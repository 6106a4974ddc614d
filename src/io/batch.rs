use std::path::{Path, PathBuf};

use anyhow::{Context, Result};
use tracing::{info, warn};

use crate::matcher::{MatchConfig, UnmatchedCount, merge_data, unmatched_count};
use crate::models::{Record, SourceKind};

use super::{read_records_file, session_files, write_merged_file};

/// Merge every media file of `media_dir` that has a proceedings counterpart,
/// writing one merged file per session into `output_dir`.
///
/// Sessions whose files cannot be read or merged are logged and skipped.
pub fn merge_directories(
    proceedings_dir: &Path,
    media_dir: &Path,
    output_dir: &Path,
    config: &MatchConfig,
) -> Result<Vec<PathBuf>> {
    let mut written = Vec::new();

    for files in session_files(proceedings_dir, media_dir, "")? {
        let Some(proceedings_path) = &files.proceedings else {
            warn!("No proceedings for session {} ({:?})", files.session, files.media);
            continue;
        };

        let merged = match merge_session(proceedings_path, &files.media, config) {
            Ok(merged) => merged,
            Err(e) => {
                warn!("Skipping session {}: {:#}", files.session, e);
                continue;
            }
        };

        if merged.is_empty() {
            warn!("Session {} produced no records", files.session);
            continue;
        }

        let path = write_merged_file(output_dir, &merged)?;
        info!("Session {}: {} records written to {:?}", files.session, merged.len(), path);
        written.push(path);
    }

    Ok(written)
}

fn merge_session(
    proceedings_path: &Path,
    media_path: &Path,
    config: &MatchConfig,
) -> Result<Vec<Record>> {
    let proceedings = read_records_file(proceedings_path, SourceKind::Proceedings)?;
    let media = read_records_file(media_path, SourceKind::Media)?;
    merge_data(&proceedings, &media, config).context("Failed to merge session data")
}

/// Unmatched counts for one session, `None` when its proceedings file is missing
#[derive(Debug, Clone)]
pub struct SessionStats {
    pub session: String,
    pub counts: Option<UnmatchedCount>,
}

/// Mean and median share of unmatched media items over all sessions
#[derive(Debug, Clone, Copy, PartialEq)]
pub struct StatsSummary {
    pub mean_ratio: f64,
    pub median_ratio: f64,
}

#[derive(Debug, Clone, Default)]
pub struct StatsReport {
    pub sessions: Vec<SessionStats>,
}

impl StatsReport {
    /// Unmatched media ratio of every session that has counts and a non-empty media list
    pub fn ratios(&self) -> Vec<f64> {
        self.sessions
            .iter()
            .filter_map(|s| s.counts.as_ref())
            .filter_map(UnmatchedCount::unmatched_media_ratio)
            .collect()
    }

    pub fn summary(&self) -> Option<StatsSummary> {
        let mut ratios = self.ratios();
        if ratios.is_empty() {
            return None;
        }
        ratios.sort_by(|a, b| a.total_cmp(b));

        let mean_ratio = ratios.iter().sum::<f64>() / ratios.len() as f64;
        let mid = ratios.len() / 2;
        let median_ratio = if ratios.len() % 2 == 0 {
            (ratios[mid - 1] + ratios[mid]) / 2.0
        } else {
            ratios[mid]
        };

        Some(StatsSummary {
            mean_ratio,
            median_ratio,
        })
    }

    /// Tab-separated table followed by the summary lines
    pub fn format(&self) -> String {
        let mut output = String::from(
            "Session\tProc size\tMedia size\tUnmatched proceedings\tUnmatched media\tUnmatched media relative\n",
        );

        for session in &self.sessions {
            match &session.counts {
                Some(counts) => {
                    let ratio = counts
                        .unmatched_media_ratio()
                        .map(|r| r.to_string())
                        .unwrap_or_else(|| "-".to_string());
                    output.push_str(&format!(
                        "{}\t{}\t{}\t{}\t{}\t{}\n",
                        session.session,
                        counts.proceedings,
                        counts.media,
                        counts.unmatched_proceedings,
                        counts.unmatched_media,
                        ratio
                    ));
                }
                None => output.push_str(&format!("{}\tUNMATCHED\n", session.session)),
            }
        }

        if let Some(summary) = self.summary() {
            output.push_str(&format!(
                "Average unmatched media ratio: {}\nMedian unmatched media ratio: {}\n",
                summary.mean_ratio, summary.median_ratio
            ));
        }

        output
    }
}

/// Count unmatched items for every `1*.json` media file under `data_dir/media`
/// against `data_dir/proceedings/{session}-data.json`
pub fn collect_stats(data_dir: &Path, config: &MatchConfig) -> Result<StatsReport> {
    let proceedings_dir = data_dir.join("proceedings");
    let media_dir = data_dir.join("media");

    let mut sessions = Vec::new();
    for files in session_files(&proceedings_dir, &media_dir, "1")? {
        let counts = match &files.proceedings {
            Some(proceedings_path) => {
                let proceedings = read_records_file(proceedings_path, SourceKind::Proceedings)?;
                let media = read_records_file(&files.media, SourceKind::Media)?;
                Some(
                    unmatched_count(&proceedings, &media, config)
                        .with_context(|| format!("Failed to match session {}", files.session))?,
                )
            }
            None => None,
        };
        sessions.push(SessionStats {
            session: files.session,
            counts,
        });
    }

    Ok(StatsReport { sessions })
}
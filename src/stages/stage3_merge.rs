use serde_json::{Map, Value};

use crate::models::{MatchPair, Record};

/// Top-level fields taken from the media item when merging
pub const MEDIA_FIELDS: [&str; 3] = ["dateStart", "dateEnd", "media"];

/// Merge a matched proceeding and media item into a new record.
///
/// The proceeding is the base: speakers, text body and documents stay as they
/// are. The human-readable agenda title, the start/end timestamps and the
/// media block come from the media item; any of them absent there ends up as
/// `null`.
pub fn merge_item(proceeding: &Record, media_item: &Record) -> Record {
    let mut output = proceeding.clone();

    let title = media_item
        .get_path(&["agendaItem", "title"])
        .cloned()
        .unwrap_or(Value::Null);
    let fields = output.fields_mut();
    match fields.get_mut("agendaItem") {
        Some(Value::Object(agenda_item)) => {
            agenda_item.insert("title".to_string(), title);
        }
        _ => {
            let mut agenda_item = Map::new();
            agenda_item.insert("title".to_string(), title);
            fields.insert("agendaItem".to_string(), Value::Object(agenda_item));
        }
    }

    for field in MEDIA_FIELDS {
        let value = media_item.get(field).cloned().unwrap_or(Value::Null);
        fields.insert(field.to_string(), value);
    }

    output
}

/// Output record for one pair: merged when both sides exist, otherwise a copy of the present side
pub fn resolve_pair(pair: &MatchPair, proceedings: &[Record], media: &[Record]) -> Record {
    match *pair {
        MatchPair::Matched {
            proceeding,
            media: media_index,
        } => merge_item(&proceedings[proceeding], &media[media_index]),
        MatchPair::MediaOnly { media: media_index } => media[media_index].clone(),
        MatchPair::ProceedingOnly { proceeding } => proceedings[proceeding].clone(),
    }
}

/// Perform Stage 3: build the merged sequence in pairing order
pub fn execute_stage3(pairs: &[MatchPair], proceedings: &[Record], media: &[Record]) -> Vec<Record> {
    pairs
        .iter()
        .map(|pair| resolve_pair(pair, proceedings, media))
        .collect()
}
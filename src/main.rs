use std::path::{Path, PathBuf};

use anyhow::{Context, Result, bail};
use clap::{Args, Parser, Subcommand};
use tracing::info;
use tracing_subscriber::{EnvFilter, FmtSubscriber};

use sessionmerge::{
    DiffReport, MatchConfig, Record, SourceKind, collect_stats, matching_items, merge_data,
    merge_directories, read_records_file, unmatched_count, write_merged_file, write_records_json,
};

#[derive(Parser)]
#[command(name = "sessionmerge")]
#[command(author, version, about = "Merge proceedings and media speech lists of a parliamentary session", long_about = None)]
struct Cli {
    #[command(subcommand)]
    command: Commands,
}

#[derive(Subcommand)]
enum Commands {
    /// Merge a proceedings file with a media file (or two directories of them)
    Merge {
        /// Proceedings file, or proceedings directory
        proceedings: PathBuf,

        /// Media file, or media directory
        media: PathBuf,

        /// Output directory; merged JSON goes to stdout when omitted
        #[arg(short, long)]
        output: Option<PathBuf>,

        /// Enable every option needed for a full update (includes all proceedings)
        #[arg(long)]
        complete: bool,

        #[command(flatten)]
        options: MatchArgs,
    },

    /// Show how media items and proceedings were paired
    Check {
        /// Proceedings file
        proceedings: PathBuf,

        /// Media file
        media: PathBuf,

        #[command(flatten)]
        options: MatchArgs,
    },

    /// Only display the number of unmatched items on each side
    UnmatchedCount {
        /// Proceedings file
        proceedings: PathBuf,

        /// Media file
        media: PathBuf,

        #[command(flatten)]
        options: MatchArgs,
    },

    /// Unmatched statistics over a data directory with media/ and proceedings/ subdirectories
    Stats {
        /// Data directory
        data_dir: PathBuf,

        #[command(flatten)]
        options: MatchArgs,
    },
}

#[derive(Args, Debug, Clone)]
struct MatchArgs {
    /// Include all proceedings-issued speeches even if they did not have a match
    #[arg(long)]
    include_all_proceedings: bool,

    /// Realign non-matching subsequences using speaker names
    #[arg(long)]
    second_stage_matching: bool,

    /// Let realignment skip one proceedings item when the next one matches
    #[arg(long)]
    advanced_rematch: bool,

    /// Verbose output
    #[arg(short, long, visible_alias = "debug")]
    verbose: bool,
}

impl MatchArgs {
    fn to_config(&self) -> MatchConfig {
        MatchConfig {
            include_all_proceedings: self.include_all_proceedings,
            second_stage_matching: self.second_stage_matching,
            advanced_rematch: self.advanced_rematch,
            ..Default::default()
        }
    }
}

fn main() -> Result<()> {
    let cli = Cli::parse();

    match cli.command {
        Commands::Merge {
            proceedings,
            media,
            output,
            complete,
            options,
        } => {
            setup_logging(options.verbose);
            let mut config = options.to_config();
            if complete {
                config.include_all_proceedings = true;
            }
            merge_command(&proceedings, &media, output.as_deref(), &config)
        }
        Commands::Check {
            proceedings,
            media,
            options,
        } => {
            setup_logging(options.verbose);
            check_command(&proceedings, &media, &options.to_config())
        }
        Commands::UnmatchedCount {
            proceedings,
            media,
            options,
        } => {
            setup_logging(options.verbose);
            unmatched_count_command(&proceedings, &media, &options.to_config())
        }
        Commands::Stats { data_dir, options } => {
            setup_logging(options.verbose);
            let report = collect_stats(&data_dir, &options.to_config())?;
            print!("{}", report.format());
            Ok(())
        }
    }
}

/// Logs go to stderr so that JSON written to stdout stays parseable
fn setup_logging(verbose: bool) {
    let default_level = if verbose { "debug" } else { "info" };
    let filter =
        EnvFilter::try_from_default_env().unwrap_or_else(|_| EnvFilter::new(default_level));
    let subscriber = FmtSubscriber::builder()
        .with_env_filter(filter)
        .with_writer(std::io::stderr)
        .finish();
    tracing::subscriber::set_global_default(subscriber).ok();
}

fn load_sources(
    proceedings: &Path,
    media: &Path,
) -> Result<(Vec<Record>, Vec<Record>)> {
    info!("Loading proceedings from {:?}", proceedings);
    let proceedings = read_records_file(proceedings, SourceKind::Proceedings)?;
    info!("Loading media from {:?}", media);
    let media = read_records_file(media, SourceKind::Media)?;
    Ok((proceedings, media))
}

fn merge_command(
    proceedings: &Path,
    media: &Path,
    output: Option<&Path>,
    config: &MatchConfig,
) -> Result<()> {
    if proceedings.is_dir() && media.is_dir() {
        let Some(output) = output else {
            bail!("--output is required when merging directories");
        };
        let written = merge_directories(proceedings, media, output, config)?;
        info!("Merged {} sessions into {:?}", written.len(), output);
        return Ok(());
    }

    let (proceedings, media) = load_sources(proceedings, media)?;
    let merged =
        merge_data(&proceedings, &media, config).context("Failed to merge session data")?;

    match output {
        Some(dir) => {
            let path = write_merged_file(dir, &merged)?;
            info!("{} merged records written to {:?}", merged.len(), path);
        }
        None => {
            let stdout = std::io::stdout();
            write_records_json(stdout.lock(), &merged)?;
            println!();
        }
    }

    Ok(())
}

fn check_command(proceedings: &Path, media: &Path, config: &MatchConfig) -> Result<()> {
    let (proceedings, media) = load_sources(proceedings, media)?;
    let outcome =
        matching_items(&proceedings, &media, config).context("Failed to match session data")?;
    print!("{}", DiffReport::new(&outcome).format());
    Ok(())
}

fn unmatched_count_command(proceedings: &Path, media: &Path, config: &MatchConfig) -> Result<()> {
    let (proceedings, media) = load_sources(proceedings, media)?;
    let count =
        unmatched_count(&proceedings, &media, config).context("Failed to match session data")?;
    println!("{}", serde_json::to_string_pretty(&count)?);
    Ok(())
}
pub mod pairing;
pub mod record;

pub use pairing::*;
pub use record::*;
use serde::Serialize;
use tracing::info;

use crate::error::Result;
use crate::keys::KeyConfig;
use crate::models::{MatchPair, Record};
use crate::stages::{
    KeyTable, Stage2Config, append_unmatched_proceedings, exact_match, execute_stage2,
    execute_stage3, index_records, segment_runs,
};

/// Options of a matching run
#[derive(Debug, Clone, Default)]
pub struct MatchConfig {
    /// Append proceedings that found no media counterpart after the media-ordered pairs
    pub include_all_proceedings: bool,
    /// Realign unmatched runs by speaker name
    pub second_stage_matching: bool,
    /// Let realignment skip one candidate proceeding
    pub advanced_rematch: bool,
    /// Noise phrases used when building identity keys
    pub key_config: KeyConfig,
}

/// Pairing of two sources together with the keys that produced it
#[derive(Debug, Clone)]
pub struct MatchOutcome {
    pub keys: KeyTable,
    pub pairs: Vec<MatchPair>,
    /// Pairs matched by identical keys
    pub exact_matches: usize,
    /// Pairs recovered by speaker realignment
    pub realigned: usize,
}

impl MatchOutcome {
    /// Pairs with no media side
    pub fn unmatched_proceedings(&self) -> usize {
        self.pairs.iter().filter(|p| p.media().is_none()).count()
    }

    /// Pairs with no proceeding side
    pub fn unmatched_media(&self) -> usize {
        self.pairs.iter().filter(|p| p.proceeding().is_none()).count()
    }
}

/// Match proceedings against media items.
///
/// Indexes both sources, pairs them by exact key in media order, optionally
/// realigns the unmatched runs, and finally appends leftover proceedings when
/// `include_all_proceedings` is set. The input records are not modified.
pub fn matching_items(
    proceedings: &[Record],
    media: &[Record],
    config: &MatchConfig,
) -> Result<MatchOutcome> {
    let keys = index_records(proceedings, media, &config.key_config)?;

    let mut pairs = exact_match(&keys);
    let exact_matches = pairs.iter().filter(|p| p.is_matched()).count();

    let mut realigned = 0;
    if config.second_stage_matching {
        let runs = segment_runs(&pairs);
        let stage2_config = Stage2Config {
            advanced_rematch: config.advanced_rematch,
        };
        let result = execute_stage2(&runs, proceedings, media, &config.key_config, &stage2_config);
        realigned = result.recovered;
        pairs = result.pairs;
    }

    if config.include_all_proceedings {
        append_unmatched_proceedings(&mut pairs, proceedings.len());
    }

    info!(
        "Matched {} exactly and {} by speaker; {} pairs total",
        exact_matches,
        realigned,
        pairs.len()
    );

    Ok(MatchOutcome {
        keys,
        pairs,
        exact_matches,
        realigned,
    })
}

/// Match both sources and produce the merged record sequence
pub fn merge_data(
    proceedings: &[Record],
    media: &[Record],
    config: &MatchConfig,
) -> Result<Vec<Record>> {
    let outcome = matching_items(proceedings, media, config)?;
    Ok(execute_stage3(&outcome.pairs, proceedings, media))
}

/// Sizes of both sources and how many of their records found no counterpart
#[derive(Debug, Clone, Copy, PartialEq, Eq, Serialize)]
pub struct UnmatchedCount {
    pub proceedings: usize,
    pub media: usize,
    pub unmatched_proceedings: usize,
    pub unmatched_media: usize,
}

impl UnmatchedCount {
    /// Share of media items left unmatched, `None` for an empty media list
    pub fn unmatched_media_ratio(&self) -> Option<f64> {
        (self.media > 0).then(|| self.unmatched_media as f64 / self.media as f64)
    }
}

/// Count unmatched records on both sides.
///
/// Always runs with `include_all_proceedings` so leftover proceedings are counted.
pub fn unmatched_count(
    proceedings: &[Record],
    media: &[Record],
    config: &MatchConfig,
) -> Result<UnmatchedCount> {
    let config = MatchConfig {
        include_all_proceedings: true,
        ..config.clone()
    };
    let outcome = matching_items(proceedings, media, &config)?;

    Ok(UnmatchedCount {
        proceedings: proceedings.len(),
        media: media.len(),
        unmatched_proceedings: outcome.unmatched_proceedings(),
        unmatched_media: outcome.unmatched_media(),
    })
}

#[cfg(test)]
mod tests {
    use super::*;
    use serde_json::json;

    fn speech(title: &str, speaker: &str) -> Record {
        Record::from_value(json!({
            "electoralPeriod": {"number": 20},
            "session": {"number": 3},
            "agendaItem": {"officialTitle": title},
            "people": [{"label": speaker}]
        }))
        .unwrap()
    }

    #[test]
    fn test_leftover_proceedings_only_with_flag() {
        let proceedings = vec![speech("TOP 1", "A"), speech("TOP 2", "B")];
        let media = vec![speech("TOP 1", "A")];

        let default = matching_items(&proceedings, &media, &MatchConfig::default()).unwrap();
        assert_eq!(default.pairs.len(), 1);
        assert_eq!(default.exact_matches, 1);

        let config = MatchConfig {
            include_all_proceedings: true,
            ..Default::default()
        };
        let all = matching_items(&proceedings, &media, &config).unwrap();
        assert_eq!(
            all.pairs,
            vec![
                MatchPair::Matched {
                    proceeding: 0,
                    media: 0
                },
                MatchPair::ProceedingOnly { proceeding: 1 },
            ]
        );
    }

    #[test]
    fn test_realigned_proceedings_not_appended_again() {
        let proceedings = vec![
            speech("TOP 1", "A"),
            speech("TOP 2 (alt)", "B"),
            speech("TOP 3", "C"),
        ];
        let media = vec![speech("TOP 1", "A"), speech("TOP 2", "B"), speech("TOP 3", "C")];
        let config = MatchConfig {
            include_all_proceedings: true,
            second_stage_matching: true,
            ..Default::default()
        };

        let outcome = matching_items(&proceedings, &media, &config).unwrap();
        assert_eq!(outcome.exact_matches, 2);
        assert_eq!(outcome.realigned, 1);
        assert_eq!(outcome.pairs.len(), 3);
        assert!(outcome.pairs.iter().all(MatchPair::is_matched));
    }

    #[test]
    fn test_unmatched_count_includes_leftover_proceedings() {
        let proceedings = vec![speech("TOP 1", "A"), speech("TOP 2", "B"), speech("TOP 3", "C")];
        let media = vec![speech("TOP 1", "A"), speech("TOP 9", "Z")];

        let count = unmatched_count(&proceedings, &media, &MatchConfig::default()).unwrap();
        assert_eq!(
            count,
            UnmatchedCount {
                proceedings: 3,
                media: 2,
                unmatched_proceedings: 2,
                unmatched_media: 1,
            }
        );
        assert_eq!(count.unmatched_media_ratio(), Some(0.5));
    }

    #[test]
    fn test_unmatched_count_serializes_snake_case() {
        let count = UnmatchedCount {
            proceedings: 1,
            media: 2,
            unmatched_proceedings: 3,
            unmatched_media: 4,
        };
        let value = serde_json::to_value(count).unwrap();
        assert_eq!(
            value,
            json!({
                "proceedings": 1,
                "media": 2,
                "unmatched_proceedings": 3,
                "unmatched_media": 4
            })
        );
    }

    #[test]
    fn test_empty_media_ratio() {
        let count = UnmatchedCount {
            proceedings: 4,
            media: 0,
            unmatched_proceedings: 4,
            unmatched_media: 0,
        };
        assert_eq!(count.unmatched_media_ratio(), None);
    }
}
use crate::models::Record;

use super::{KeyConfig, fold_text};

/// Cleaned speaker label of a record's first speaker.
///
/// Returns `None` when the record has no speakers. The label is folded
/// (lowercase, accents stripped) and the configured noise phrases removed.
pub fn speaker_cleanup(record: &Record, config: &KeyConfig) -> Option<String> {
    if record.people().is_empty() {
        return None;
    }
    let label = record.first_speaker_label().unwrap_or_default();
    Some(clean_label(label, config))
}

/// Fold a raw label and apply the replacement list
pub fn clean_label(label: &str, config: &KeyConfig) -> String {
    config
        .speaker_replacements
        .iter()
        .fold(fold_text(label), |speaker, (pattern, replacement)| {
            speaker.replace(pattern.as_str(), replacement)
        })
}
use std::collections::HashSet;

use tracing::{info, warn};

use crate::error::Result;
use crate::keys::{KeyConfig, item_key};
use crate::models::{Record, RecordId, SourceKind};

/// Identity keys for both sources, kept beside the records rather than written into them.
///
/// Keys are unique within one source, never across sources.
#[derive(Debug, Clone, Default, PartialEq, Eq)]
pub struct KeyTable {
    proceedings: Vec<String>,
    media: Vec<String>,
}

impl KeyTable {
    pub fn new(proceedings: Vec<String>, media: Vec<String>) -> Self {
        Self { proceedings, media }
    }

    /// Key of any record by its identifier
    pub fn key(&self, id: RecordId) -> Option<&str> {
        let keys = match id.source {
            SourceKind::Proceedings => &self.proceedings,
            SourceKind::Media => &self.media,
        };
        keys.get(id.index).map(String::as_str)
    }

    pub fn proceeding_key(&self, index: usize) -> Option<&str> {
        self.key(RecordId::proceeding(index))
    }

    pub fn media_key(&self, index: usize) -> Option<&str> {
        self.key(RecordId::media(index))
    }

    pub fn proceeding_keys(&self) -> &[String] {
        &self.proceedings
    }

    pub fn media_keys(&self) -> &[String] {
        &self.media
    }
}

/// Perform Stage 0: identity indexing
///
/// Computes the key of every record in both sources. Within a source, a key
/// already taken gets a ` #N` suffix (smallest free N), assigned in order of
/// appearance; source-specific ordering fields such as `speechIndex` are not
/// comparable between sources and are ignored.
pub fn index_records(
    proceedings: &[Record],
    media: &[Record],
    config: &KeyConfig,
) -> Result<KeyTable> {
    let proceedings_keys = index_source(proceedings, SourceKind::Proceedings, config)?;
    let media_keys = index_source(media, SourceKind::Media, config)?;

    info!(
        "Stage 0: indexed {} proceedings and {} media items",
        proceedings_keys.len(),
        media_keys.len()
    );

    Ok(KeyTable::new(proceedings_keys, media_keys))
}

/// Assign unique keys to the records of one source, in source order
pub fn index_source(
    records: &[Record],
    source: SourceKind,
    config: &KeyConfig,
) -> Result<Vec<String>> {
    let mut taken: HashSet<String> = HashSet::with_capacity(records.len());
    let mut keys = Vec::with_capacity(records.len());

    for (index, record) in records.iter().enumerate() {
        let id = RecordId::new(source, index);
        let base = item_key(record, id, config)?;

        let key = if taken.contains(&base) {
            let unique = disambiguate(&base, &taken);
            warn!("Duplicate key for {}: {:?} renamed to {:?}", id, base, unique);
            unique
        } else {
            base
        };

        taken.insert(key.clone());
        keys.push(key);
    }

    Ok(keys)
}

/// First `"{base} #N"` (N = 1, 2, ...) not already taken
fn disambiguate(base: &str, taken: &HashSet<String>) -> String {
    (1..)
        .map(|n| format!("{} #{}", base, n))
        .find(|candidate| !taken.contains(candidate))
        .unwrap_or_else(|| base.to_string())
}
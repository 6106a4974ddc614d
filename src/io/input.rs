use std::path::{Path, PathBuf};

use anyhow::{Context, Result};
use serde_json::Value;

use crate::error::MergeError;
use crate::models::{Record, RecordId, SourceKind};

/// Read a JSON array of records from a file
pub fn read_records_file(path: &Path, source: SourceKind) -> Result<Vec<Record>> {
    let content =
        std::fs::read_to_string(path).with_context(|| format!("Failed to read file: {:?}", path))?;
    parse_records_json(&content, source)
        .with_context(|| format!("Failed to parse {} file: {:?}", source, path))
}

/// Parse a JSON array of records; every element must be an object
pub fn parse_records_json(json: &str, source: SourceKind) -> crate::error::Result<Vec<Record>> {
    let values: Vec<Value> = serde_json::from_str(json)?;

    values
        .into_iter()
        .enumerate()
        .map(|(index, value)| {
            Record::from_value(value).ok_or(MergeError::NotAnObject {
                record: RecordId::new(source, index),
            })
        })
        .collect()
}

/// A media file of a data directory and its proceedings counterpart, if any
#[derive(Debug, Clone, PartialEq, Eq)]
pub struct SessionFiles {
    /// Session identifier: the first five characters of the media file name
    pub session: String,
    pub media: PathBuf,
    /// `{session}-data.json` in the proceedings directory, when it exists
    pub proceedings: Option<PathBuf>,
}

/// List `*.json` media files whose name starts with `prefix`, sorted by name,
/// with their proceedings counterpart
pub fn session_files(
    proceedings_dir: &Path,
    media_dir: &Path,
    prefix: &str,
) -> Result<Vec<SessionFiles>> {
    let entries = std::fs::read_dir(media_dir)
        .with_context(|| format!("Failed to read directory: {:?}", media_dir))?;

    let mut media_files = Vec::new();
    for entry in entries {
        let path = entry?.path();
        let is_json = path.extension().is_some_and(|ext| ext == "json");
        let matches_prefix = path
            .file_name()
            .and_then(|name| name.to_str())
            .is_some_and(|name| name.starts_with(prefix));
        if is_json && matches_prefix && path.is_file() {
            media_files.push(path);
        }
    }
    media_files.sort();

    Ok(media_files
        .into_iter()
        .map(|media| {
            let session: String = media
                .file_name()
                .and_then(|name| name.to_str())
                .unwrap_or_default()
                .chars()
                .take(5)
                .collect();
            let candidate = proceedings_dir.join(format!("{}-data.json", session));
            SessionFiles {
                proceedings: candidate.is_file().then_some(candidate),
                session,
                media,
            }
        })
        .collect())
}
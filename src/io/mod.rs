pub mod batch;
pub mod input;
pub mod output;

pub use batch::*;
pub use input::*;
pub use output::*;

⁂

Using the records above, filter out every line that lacks the string "values" and copy the rest.

    let values: Vec<Value> = serde_json::from_str(json)?;
    values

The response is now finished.